MoLA: Motion Generation and Editing with Latent Diffusion Enhanced by Adversarial Training
Kengo Uchida, Takashi Shibuya, Yuhta Takida, Naoki Murata, Julian Tanke, Shusuke Takahashi, Yuki Mitsufuji
TL;DR
MoLA tackles the gap in text-to-motion systems by delivering fast, high-quality generation with variable lengths and versatile editing in a single framework. It combines a VAE-GAN with adversarial training (employing a SAN-based discriminator) to learn a compact motion latent space, and a text-conditioned latent diffusion model to generate motions from descriptions. Guided, training-free editing via MPGD enables path-following, in-betweening, and upper-body edits without retraining, while an activation variable enables variable-length outputs aligned with textual input. Together, these components yield state-of-the-art performance among continuous latent methods on benchmarks like HumanML3D and KIT-ML, with substantial gains in speed and editability for real-world animation applications.
Abstract
In text-to-motion generation, controllability as well as generation quality and speed has become increasingly critical.

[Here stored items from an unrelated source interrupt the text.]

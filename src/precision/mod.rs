use std::fmt::Display;

use anyhow::bail;
use log::debug;
use nalgebra::{DMatrix, DVector};

use crate::errors::CoalescentError;
use crate::Result;

mod eigen;
use eigen::tridiagonal_eigenvalues;

/// Eigenvalues at or below this are the null space of an improper prior.
pub const EIGENVALUE_THRESHOLD: f64 = 1e-5;

/// Symmetric tridiagonal matrix stored as its diagonal and first off-diagonal.
#[derive(Debug, Clone, PartialEq)]
pub struct SymTridiagMatrix {
    diag: Vec<f64>,
    off_diag: Vec<f64>,
}

/// Which end of a random walk is tied to an observed value.
#[derive(Debug, Clone, Copy, PartialEq, Eq)]
pub enum Anchor {
    /// The walk continues from a value observed just before its first cell.
    Start,
    /// The walk continues from a value observed just after its last cell.
    End,
}

impl Display for SymTridiagMatrix {
    fn fmt(&self, f: &mut std::fmt::Formatter<'_>) -> std::fmt::Result {
        write!(f, "{}", self.to_dense())
    }
}

impl SymTridiagMatrix {
    pub fn new(diag: Vec<f64>, off_diag: Vec<f64>) -> Result<Self> {
        if diag.is_empty() || off_diag.len() + 1 != diag.len() {
            bail!(CoalescentError::DimensionMismatch {
                what: "off-diagonal of a tridiagonal matrix".to_string(),
                expected: diag.len().saturating_sub(1),
                found: off_diag.len(),
            });
        }
        Ok(Self { diag, off_diag })
    }

    pub fn identity(dim: usize) -> Self {
        Self {
            diag: vec![1.0; dim],
            off_diag: vec![0.0; dim.saturating_sub(1)],
        }
    }

    /// First order random walk structure matrix with unit weights.
    pub fn random_walk(dim: usize) -> Self {
        Self::from_off_diagonal(vec![-1.0; dim.saturating_sub(1)])
    }

    /// Random walk where neighbours `i` and `i+1` are weighted by
    /// `2 / (l_i + l_{i+1})`, times `scale`.
    ///
    /// Neighbours that both have zero length, as produced by the zero length
    /// intervals of a polytomy, borrow the smallest positive pair length so
    /// their weight stays finite. Unit weights are used if no pair has any length.
    pub fn time_aware(lengths: &[f64], scale: f64) -> Result<Self> {
        let pair_lengths = lengths
            .windows(2)
            .map(|w| {
                let sum = w[0] + w[1];
                if !sum.is_finite() || sum < 0.0 {
                    bail!(CoalescentError::Numerical(format!(
                        "Cannot weight neighbouring cells of lengths {} and {}",
                        w[0], w[1]
                    )));
                }
                Ok(sum)
            })
            .collect::<Result<Vec<_>>>()?;
        let floor = pair_lengths
            .iter()
            .copied()
            .filter(|&sum| sum > 0.0)
            .min_by(f64::total_cmp)
            .unwrap_or(2.0);
        let empty = pair_lengths.iter().filter(|&&sum| sum == 0.0).count();
        if empty > 0 {
            debug!(
                "{} neighbouring cell pairs have zero length, weighting them by length {}",
                empty, floor
            );
        }
        let off_diag = pair_lengths
            .into_iter()
            .map(|sum| -2.0 / if sum > 0.0 { sum } else { floor } * scale)
            .collect();
        Ok(Self::from_off_diagonal(off_diag))
    }

    /// Unit random walk over `dim` cells that continues from a fixed value at
    /// one end, the anchored end row keeps the weight of its outside neighbour.
    pub fn anchored_random_walk(dim: usize, anchor: Anchor) -> Self {
        let mut matrix = Self::random_walk(dim);
        if dim == 0 {
            return matrix;
        }
        matrix.diag.fill(2.0);
        match anchor {
            Anchor::Start => matrix.diag[dim - 1] = 1.0,
            Anchor::End => matrix.diag[0] = 1.0,
        }
        if dim == 1 {
            matrix.diag[0] = 1.0;
        }
        matrix
    }

    fn from_off_diagonal(off_diag: Vec<f64>) -> Self {
        let dim = off_diag.len() + 1;
        let mut diag = vec![0.0; dim];
        for (i, &w) in off_diag.iter().enumerate() {
            diag[i] -= w;
            diag[i + 1] -= w;
        }
        Self { diag, off_diag }
    }

    pub fn dim(&self) -> usize {
        self.diag.len()
    }

    pub fn diag(&self) -> &[f64] {
        &self.diag
    }

    pub fn off_diag(&self) -> &[f64] {
        &self.off_diag
    }

    /// `precision * (mixing * self + (1 - mixing) * I)`.
    pub fn scaled(&self, precision: f64, mixing: f64) -> Self {
        if mixing == 1.0 {
            return Self {
                diag: self.diag.iter().map(|d| d * precision).collect(),
                off_diag: self.off_diag.iter().map(|o| o * precision).collect(),
            };
        }
        Self {
            diag: self
                .diag
                .iter()
                .map(|d| precision * (mixing * d + 1.0 - mixing))
                .collect(),
            off_diag: self
                .off_diag
                .iter()
                .map(|o| precision * mixing * o)
                .collect(),
        }
    }

    pub fn mul_vec(&self, x: &DVector<f64>) -> DVector<f64> {
        debug_assert_eq!(x.len(), self.dim());
        let n = self.dim();
        DVector::from_fn(n, |i, _| {
            let mut value = self.diag[i] * x[i];
            if i > 0 {
                value += self.off_diag[i - 1] * x[i - 1];
            }
            if i + 1 < n {
                value += self.off_diag[i] * x[i + 1];
            }
            value
        })
    }

    /// `xᵀ A x`
    pub fn quadratic_form(&self, x: &DVector<f64>) -> f64 {
        debug_assert_eq!(x.len(), self.dim());
        let diagonal: f64 = self.diag.iter().zip(x.iter()).map(|(d, v)| d * v * v).sum();
        let off: f64 = self
            .off_diag
            .iter()
            .enumerate()
            .map(|(i, o)| o * x[i] * x[i + 1])
            .sum();
        diagonal + 2.0 * off
    }

    pub fn eigenvalues(&self) -> Result<Vec<f64>> {
        tridiagonal_eigenvalues(&self.diag, &self.off_diag)
    }

    /// Sum of the logs of the eigenvalues above `EIGENVALUE_THRESHOLD`, the log
    /// determinant restricted to the proper subspace of the prior.
    pub fn log_pseudo_determinant(&self) -> Result<f64> {
        let eigenvalues = self.eigenvalues()?;
        let kept = eigenvalues
            .iter()
            .filter(|&&v| v > EIGENVALUE_THRESHOLD)
            .count();
        debug!(
            "Pseudo-determinant keeps {} of {} eigenvalues",
            kept,
            eigenvalues.len()
        );
        Ok(eigenvalues
            .iter()
            .filter(|&&v| v > EIGENVALUE_THRESHOLD)
            .map(|v| v.ln())
            .sum())
    }

    pub fn to_dense(&self) -> DMatrix<f64> {
        let n = self.dim();
        DMatrix::from_fn(n, n, |i, j| {
            if i == j {
                self.diag[i]
            } else if i + 1 == j {
                self.off_diag[i]
            } else if j + 1 == i {
                self.off_diag[j]
            } else {
                0.0
            }
        })
    }
}

/// How neighbouring cells of the random walk prior are weighted.
#[derive(Debug, Clone, Copy, PartialEq, Eq)]
pub enum Smoothing {
    Uniform,
    /// Weights inversely proportional to the mean length of neighbouring cells.
    TimeAware { rescale_by_root_height: bool },
}

/// Builds the unscaled structure matrix of the GMRF prior.
#[derive(Debug, Clone, Copy, PartialEq)]
pub struct PrecisionBuilder {
    smoothing: Smoothing,
}

impl PrecisionBuilder {
    pub fn new(smoothing: Smoothing) -> Self {
        Self { smoothing }
    }

    pub fn smoothing(&self) -> Smoothing {
        self.smoothing
    }

    /// `cell_lengths` and `root_height` are only read by time-aware smoothing.
    pub fn build(
        &self,
        field_length: usize,
        cell_lengths: &[f64],
        root_height: f64,
    ) -> Result<SymTridiagMatrix> {
        if field_length == 0 {
            bail!(CoalescentError::Configuration(
                "The GMRF field needs at least one cell".to_string()
            ));
        }
        match self.smoothing {
            Smoothing::Uniform => Ok(SymTridiagMatrix::random_walk(field_length)),
            Smoothing::TimeAware {
                rescale_by_root_height,
            } => {
                if cell_lengths.len() != field_length {
                    bail!(CoalescentError::DimensionMismatch {
                        what: "cell lengths for time-aware smoothing".to_string(),
                        expected: field_length,
                        found: cell_lengths.len(),
                    });
                }
                let scale = if rescale_by_root_height {
                    root_height
                } else {
                    1.0
                };
                SymTridiagMatrix::time_aware(cell_lengths, scale)
            }
        }
    }
}
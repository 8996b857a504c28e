use anyhow::bail;
use log::debug;
use rand::Rng;

use crate::errors::CoalescentError;
use crate::tree::{Node, NodeIdx::Internal as Int, NodeIdx::Leaf, Tree};
use crate::Result;

/// Simulates a genealogy under the Kingman coalescent with a constant
/// effective population size, for leaves sampled at the given heights.
///
/// Leaves are named `t0`, `t1`, ... in the order of `sample_heights`.
///
/// # Example
/// ```
/// use rand::{rngs::StdRng, SeedableRng};
/// use skygrid::tree::{simulate_coalescent_tree, Genealogy};
/// let mut rng = StdRng::seed_from_u64(7);
/// let tree = simulate_coalescent_tree(&[0.0, 0.0, 0.5, 1.0], 2.0, &mut rng).unwrap();
/// assert_eq!(tree.leaf_count(), 4);
/// assert!(tree.root_height() > 1.0);
/// ```
pub fn simulate_coalescent_tree(
    sample_heights: &[f64],
    population_size: f64,
    rng: &mut impl Rng,
) -> Result<Tree> {
    if sample_heights.is_empty() {
        bail!(CoalescentError::Configuration(
            "Cannot simulate a genealogy without samples".to_string()
        ));
    }
    if population_size <= 0.0 || !population_size.is_finite() {
        bail!(CoalescentError::Configuration(format!(
            "Population size must be positive, got {}",
            population_size
        )));
    }
    if sample_heights.iter().any(|h| !h.is_finite() || *h < 0.0) {
        bail!(CoalescentError::Configuration(
            "Sample heights must be finite and non-negative".to_string()
        ));
    }

    let n = sample_heights.len();
    let mut nodes: Vec<Node> = sample_heights
        .iter()
        .enumerate()
        .map(|(i, &h)| {
            let mut leaf = Node::new(Leaf(i), format!("t{}", i));
            leaf.height = h;
            leaf
        })
        .collect();

    let mut pending: Vec<usize> = (0..n).collect();
    pending.sort_by(|&a, &b| sample_heights[b].total_cmp(&sample_heights[a]));
    let mut active: Vec<usize> = Vec::with_capacity(n);
    let mut time = sample_heights[pending[n - 1]];

    while !pending.is_empty() || active.len() > 1 {
        while let Some(&next) = pending.last() {
            if sample_heights[next] <= time {
                active.push(next);
                pending.pop();
            } else {
                break;
            }
        }
        let next_sample = pending
            .last()
            .map(|&i| sample_heights[i])
            .unwrap_or(f64::INFINITY);
        let k = active.len() as f64;
        if active.len() < 2 {
            time = next_sample;
            continue;
        }
        let rate = k * (k - 1.0) / (2.0 * population_size);
        let wait = -(1.0 - rng.gen::<f64>()).ln() / rate;
        if time + wait >= next_sample {
            time = next_sample;
            continue;
        }
        time += wait;
        let first = active.swap_remove(rng.gen_range(0..active.len()));
        let second = active.swap_remove(rng.gen_range(0..active.len()));
        let parent = nodes.len();
        let mut node = Node::new(Int(parent), "");
        node.children = vec![nodes[first].idx, nodes[second].idx];
        node.height = time;
        for child in [first, second] {
            nodes[child].parent = Some(Int(parent));
            nodes[child].blen = time - nodes[child].height;
        }
        nodes.push(node);
        active.push(parent);
    }

    let root = if nodes.len() == 1 {
        Leaf(0)
    } else {
        Int(nodes.len() - 1)
    };
    let tree = Tree::from_nodes(root, nodes);
    debug!(
        "Simulated a genealogy with {} leaves and root height {}",
        n, tree.height
    );
    Ok(tree)
}
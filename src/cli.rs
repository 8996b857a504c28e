use std::path::PathBuf;

use clap::{Parser, ValueEnum};
use log::LevelFilter;

#[derive(Parser)]
#[command(author, version, about, long_about = None)]
pub(super) struct Cli {
    /// Tree file in newick format, every tree is a locus
    #[arg(short, long, value_name = "TREE_FILE")]
    pub(super) tree_file: PathBuf,

    /// Grid cut points, e.g. -g 0.5 -g 1.0; a skyride is used if no grid is given
    #[arg(short, long, value_name = "GRID_POINTS")]
    pub(super) grid_points: Vec<f64>,

    /// Grid cutoff, cut into equally spaced cells
    #[arg(short, long, value_name = "CUTOFF", conflicts_with = "grid_points")]
    pub(super) cutoff: Option<f64>,

    /// Number of cells of a grid given by its cutoff, the last one unbounded
    #[arg(long, default_value_t = 10, requires = "cutoff")]
    pub(super) grid_cells: usize,

    /// GMRF precision
    #[arg(short, long, default_value_t = 1.0)]
    pub(super) precision: f64,

    /// Mixing weight between the random walk and independent cells
    #[arg(short, long, default_value_t = 1.0)]
    pub(super) mixing: f64,

    /// Log population sizes, one per cell; all zero if not given
    #[arg(short, long, value_name = "LOG_POP_SIZES", allow_negative_numbers = true)]
    pub(super) log_pop_sizes: Vec<f64>,

    /// Ploidy of each locus in file order, 1 for any not given
    #[arg(long, value_name = "PLOIDY")]
    pub(super) ploidy: Vec<f64>,

    /// Evaluate each tree as its own single locus likelihood
    #[arg(long)]
    pub(super) per_tree: bool,

    /// Report file, printed to stdout if not given
    #[arg(short, long, value_name = "OUTPUT_FILE")]
    pub(super) output: Option<PathBuf>,

    #[arg(short, long, value_enum, default_value_t = Verbosity::Info)]
    pub(super) verbosity: Verbosity,
}

#[derive(Debug, Clone, Copy, PartialEq, Eq, ValueEnum)]
pub(super) enum Verbosity {
    Quiet,
    Warn,
    Info,
    Debug,
}

impl From<Verbosity> for LevelFilter {
    fn from(verbosity: Verbosity) -> Self {
        match verbosity {
            Verbosity::Quiet => LevelFilter::Off,
            Verbosity::Warn => LevelFilter::Warn,
            Verbosity::Info => LevelFilter::Info,
            Verbosity::Debug => LevelFilter::Debug,
        }
    }
}
use anyhow::{bail, Error};
use clap::Parser;
use ftail::Ftail;
use log::{info, LevelFilter};

use skygrid::gmrf::{GmrfLikelihood, GmrfLikelihoodBuilder};
use skygrid::io::{read_newick_from_file, write_likelihood_report, write_report, LikelihoodRow};
use skygrid::tree::Tree;

mod cli;
use crate::cli::Cli;

type Result<T> = std::result::Result<T, Error>;

fn main() -> Result<()> {
    let cli = match Cli::try_parse() {
        Ok(cli) => cli,
        Err(error) => {
            bail!("Unable to parse command line arguments: \n {}", error)
        }
    };
    if let Err(error) = Ftail::new()
        .console(LevelFilter::from(cli.verbosity))
        .init()
    {
        bail!("Unable to set up logging: {:?}", error);
    }
    info!("Skygrid run started.");

    let trees = read_newick_from_file(&cli.tree_file)?;
    let rows = if cli.per_tree {
        (0..trees.len())
            .map(|i| {
                let gmrf = configure(&cli, &trees[i..=i], i)?;
                row(format!("tree{}", i + 1), &gmrf)
            })
            .collect::<Result<Vec<_>>>()?
    } else {
        let gmrf = configure(&cli, &trees, 0)?;
        vec![row(cli.tree_file.display().to_string(), &gmrf)?]
    };

    match &cli.output {
        Some(path) => write_likelihood_report(&rows, path)?,
        None => write_report(&rows, &mut std::io::stdout().lock())?,
    }
    info!("Skygrid run finished.");
    Ok(())
}

/// Builds one likelihood over `trees`, taking ploidies from position `offset`.
fn configure(cli: &Cli, trees: &[Tree], offset: usize) -> Result<GmrfLikelihood> {
    let ploidy = |i: usize| cli.ploidy.get(offset + i).copied().unwrap_or(1.0);
    let Some((first, rest)) = trees.split_first() else {
        bail!("No trees to evaluate");
    };
    let mut builder = GmrfLikelihoodBuilder::new(first.clone()).ploidy(ploidy(0));
    for (i, tree) in rest.iter().enumerate() {
        builder = builder.locus(tree.clone(), ploidy(i + 1));
    }
    if let Some(cutoff) = cli.cutoff {
        if cli.grid_cells < 2 {
            bail!("A grid needs at least two cells, got {}", cli.grid_cells);
        }
        builder = builder.grid_from_cutoff(cutoff, cli.grid_cells - 1);
    } else if !cli.grid_points.is_empty() {
        builder = builder.grid(&cli.grid_points);
    }
    if !cli.log_pop_sizes.is_empty() {
        builder = builder.log_pop_sizes(&cli.log_pop_sizes);
    }
    builder.precision(cli.precision).mixing(cli.mixing).build()
}

fn row(label: String, gmrf: &GmrfLikelihood) -> Result<LikelihoodRow> {
    let row = LikelihoodRow {
        label,
        coalescent: gmrf.coalescent_log_likelihood()?,
        field: gmrf.field_log_likelihood()?,
    };
    info!("{}: {}", row.label, row.total());
    Ok(row)
}
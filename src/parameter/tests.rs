use assert_matches::assert_matches;

use crate::errors::CoalescentError;
use crate::parameter::Parameter;

#[test]
fn set_value_within_bounds() {
    let mut p = Parameter::new("mixing", &[0.5, 0.7])
        .with_bounds(0.0, 1.0)
        .unwrap();
    p.set_value(1, 1.0).unwrap();
    assert_eq!(p.values(), &[0.5, 1.0]);
    assert_eq!(p.dimension(), 2);
    assert_eq!(p.bounds(), (0.0, 1.0));
}

#[test]
fn rejected_value_leaves_parameter_untouched() {
    let mut p = Parameter::scalar("precision", 2.0)
        .with_bounds(f64::MIN_POSITIVE, f64::INFINITY)
        .unwrap();
    let err = p.set_value(0, -1.0).unwrap_err();
    assert_matches!(
        err.downcast_ref::<CoalescentError>(),
        Some(CoalescentError::Configuration(_))
    );
    assert!(p.set_value(0, f64::NAN).is_err());
    assert_eq!(p.value(0), 2.0);
}

#[test]
fn initial_values_checked_against_bounds() {
    assert!(Parameter::scalar("mixing", 1.5)
        .with_bounds(0.0, 1.0)
        .is_err());
    assert!(Parameter::scalar("mixing", 0.5)
        .with_bounds(1.0, 0.0)
        .is_err());
}

#[test]
fn set_values_dimension_mismatch() {
    let mut p = Parameter::new("log population sizes", &[0.0; 3]);
    let err = p.set_values(&[1.0, 2.0]).unwrap_err();
    assert_matches!(
        err.downcast_ref::<CoalescentError>(),
        Some(CoalescentError::DimensionMismatch {
            expected: 3,
            found: 2,
            ..
        })
    );
    assert!(p.set_value(3, 0.0).is_err());
    p.set_values(&[1.0, 2.0, 3.0]).unwrap();
    assert_eq!(p.values(), &[1.0, 2.0, 3.0]);
}
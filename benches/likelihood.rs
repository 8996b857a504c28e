use std::{
    hint::black_box,
    time::{Duration, Instant},
};

use criterion::{criterion_group, criterion_main, Criterion};
use skygrid::gmrf::WrtParameter;
use skygrid::tree::Genealogy;

mod helpers;
use helpers::black_box_skygrid;

const SIZES: [(&str, usize, usize, usize); 4] = [
    ("50 taxa x 1 locus x 20 cells", 50, 1, 20),
    ("200 taxa x 1 locus x 50 cells", 200, 1, 50),
    ("100 taxa x 8 loci x 50 cells", 100, 8, 50),
    ("500 taxa x 4 loci x 100 cells", 500, 4, 100),
];

fn full_evaluation(criterion: &mut Criterion) {
    let mut bench_group = criterion.benchmark_group("Skygrid full evaluation");
    for (id, taxa, loci, cells) in SIZES {
        let mut gmrf = black_box_skygrid(taxa, loci, cells);
        bench_group.bench_function(id, |bench| {
            bench.iter(|| {
                gmrf.make_dirty();
                black_box(gmrf.log_likelihood().unwrap())
            });
        });
    }
    bench_group.finish();
}

fn rejected_root_proposal(criterion: &mut Criterion) {
    let mut bench_group = criterion.benchmark_group("Skygrid rejected root proposal");
    for (id, taxa, loci, cells) in SIZES {
        let mut gmrf = black_box_skygrid(taxa, loci, cells);
        let _ = gmrf.log_likelihood();
        let tree = gmrf.loci().tree(0).unwrap().clone();
        let root = tree.root();
        bench_group.bench_function(id, |bench| {
            bench.iter_custom(|iters| {
                let mut elapsed = Duration::ZERO;
                for _ in 0..iters {
                    let mut moved = tree.clone();
                    moved.set_height(&root, tree.root_height() * 1.1).unwrap();
                    let start = Instant::now();
                    gmrf.store_state();
                    gmrf.update_tree(0, moved, &[root]).unwrap();
                    let _ = black_box(gmrf.log_likelihood());
                    gmrf.restore_state();
                    elapsed += start.elapsed();
                }
                elapsed
            });
        });
    }
    bench_group.finish();
}

fn log_pop_size_gradient(criterion: &mut Criterion) {
    let mut bench_group = criterion.benchmark_group("Skygrid log population size gradient");
    for (id, taxa, loci, cells) in SIZES {
        let gmrf = black_box_skygrid(taxa, loci, cells);
        bench_group.bench_function(id, |bench| {
            bench.iter(|| {
                black_box(gmrf.gradient(WrtParameter::LogPopSizes).unwrap())
            });
        });
    }
    bench_group.finish();
}

criterion_group! {
name = evaluation;
config = helpers::setup_suite();
targets = full_evaluation, rejected_root_proposal,
}
criterion_group! {
name = gradients;
config = helpers::setup_suite();
targets = log_pop_size_gradient,
}
criterion_main!(evaluation, gradients);
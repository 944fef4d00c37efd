//! Seeded workload generator.
//!
//! Produces heap inputs with a controlled duplicate rate, removal requests
//! that mix present and absent values, and union-find edge lists whose
//! endpoints cluster so that components of varied size form.

use rand::rngs::StdRng;
use rand::{Rng, SeedableRng};

/// Configuration for the workload generator.
#[derive(Debug, Clone)]
pub struct GeneratorConfig {
    /// Seed for the random number generator (deterministic).
    pub seed: u64,
    /// Number of values fed to the heap.
    pub num_values: usize,
    /// Values are drawn from `-value_span..value_span`; smaller spans give
    /// more duplicates.
    pub value_span: i64,
    /// Number of removal requests.
    pub num_removals: usize,
    /// Fraction of removal requests that target a value outside the input
    /// range (0.0-1.0).
    pub absent_removal_rate: f64,
    /// Union-find universe size.
    pub universe_size: usize,
    /// Number of `p q` pairs.
    pub num_pairs: usize,
    /// Fraction of pairs whose endpoints are drawn from the same cluster
    /// (0.0-1.0).
    pub locality: f64,
    /// Number of clusters the universe is split into for local pairs.
    pub num_clusters: usize,
}

/// Predefined size tiers for benchmarking.
#[derive(Debug, Clone, Copy, PartialEq, Eq)]
pub enum SizeTier {
    /// ~1K values, ~1K elements
    Small,
    /// ~10K values, ~10K elements
    Medium,
    /// ~100K values, ~100K elements
    Large,
    /// ~1M values, ~1M elements
    XLarge,
}

impl SizeTier {
    /// Returns the default `GeneratorConfig` for this size tier.
    pub fn config(self, seed: u64) -> GeneratorConfig {
        match self {
            SizeTier::Small => GeneratorConfig {
                seed,
                num_values: 1_000,
                value_span: 250,
                num_removals: 100,
                absent_removal_rate: 0.1,
                universe_size: 1_000,
                num_pairs: 800,
                locality: 0.9,
                num_clusters: 20,
            },
            SizeTier::Medium => GeneratorConfig {
                seed,
                num_values: 10_000,
                value_span: 2_500,
                num_removals: 1_000,
                absent_removal_rate: 0.1,
                universe_size: 10_000,
                num_pairs: 8_000,
                locality: 0.9,
                num_clusters: 100,
            },
            SizeTier::Large => GeneratorConfig {
                seed,
                num_values: 100_000,
                value_span: 25_000,
                num_removals: 10_000,
                absent_removal_rate: 0.05,
                universe_size: 100_000,
                num_pairs: 80_000,
                locality: 0.95,
                num_clusters: 500,
            },
            SizeTier::XLarge => GeneratorConfig {
                seed,
                num_values: 1_000_000,
                value_span: 250_000,
                num_removals: 100_000,
                absent_removal_rate: 0.05,
                universe_size: 1_000_000,
                num_pairs: 800_000,
                locality: 0.95,
                num_clusters: 2_000,
            },
        }
    }
}

/// A generated workload for both structures.
#[derive(Debug, Clone)]
pub struct Workload {
    /// Heap input values, duplicates included.
    pub values: Vec<i64>,
    /// Values to remove from the heap, some of them absent.
    pub removals: Vec<i64>,
    /// Union-find universe size.
    pub universe_size: usize,
    /// Element pairs to unify, all inside `0..universe_size`.
    pub pairs: Vec<(usize, usize)>,
}

/// Generates a [`Workload`] from the given configuration.
///
/// All randomness is deterministic, seeded from `config.seed`.
pub fn generate_workload(config: &GeneratorConfig) -> Workload {
    let mut rng = StdRng::seed_from_u64(config.seed);
    let span = config.value_span.max(1);

    let values: Vec<i64> = (0..config.num_values)
        .map(|_| rng.gen_range(-span..span))
        .collect();

    let removals = (0..config.num_removals)
        .map(|_| {
            if values.is_empty() || rng.gen_bool(config.absent_removal_rate.clamp(0.0, 1.0)) {
                span + rng.gen_range(0..span)
            } else {
                values[rng.gen_range(0..values.len())]
            }
        })
        .collect();

    let pairs = generate_pairs(&mut rng, config);

    Workload {
        values,
        removals,
        universe_size: config.universe_size,
        pairs,
    }
}

fn generate_pairs(rng: &mut StdRng, config: &GeneratorConfig) -> Vec<(usize, usize)> {
    let n = config.universe_size;
    if n == 0 {
        return Vec::new();
    }
    let clusters = config.num_clusters.clamp(1, n);
    let cluster_len = n.div_ceil(clusters);
    let locality = config.locality.clamp(0.0, 1.0);

    (0..config.num_pairs)
        .map(|_| {
            let p = rng.gen_range(0..n);
            let q = if rng.gen_bool(locality) {
                let start = (p / cluster_len) * cluster_len;
                let end = (start + cluster_len).min(n);
                rng.gen_range(start..end)
            } else {
                rng.gen_range(0..n)
            };
            (p, q)
        })
        .collect()
}
//! Union-find benchmarks (`unify`, `find`, `groups`).
#![allow(clippy::expect_used)]

use criterion::{BatchSize, BenchmarkId, Criterion, criterion_group, criterion_main};
use heapfind_bench::{SizeTier, Workload, generate_workload};
use heapfind_core::UnionFind;

fn setup(tier: SizeTier) -> Workload {
    generate_workload(&tier.config(42))
}

fn built(w: &Workload) -> UnionFind {
    let mut uf = UnionFind::new(w.universe_size).expect("non-empty universe");
    for &(p, q) in &w.pairs {
        uf.unify(p, q).expect("pairs are in range");
    }
    uf
}

fn bench_unify(c: &mut Criterion) {
    let mut group = c.benchmark_group("union_find_unify");

    for (name, tier) in [
        ("S", SizeTier::Small),
        ("M", SizeTier::Medium),
        ("L", SizeTier::Large),
        ("XL", SizeTier::XLarge),
    ] {
        let w = setup(tier);

        group.bench_function(BenchmarkId::new("all_pairs", name), |b| {
            b.iter(|| built(&w));
        });
    }

    group.finish();
}

fn bench_queries(c: &mut Criterion) {
    let mut group = c.benchmark_group("union_find_queries");

    for (name, tier) in [
        ("S", SizeTier::Small),
        ("M", SizeTier::Medium),
        ("L", SizeTier::Large),
    ] {
        let w = setup(tier);
        let uf = built(&w);

        group.bench_function(BenchmarkId::new("connected_pairs", name), |b| {
            b.iter_batched(
                || uf.clone(),
                |mut uf| {
                    w.pairs
                        .iter()
                        .filter(|&&(p, q)| uf.connected(p, q).expect("in range"))
                        .count()
                },
                BatchSize::LargeInput,
            );
        });

        group.bench_function(BenchmarkId::new("groups", name), |b| {
            b.iter_batched(
                || uf.clone(),
                |mut uf| uf.groups(),
                BatchSize::LargeInput,
            );
        });
    }

    group.finish();
}

criterion_group!(benches, bench_unify, bench_queries);
criterion_main!(benches);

The controllability challenges include generating a motion of a length that matches the given textual description and editing the generated motions according to control signals, such as the start-end positions and the pelvis trajectory. In this paper, we propose MoLA, which provides fast, high-quality, variable-length motion generation and can also deal with multiple editing tasks in a single framework. Our approach revisits the motion representation used as inputs and outputs in the model, incorporating an activation variable to enable variable-length motion generation. Additionally, we integrate a variational autoencoder and a latent diffusion model, further enhanced through adversarial training, to achieve high-quality and fast generation. Moreover, we apply a training-free guided generation framework to achieve various editing tasks with motion control inputs. We quantitatively show the effectiveness of adversarial learning in text-to-motion generation, and demonstrate the applicability of our editing framework to multiple editing tasks in the motion domain.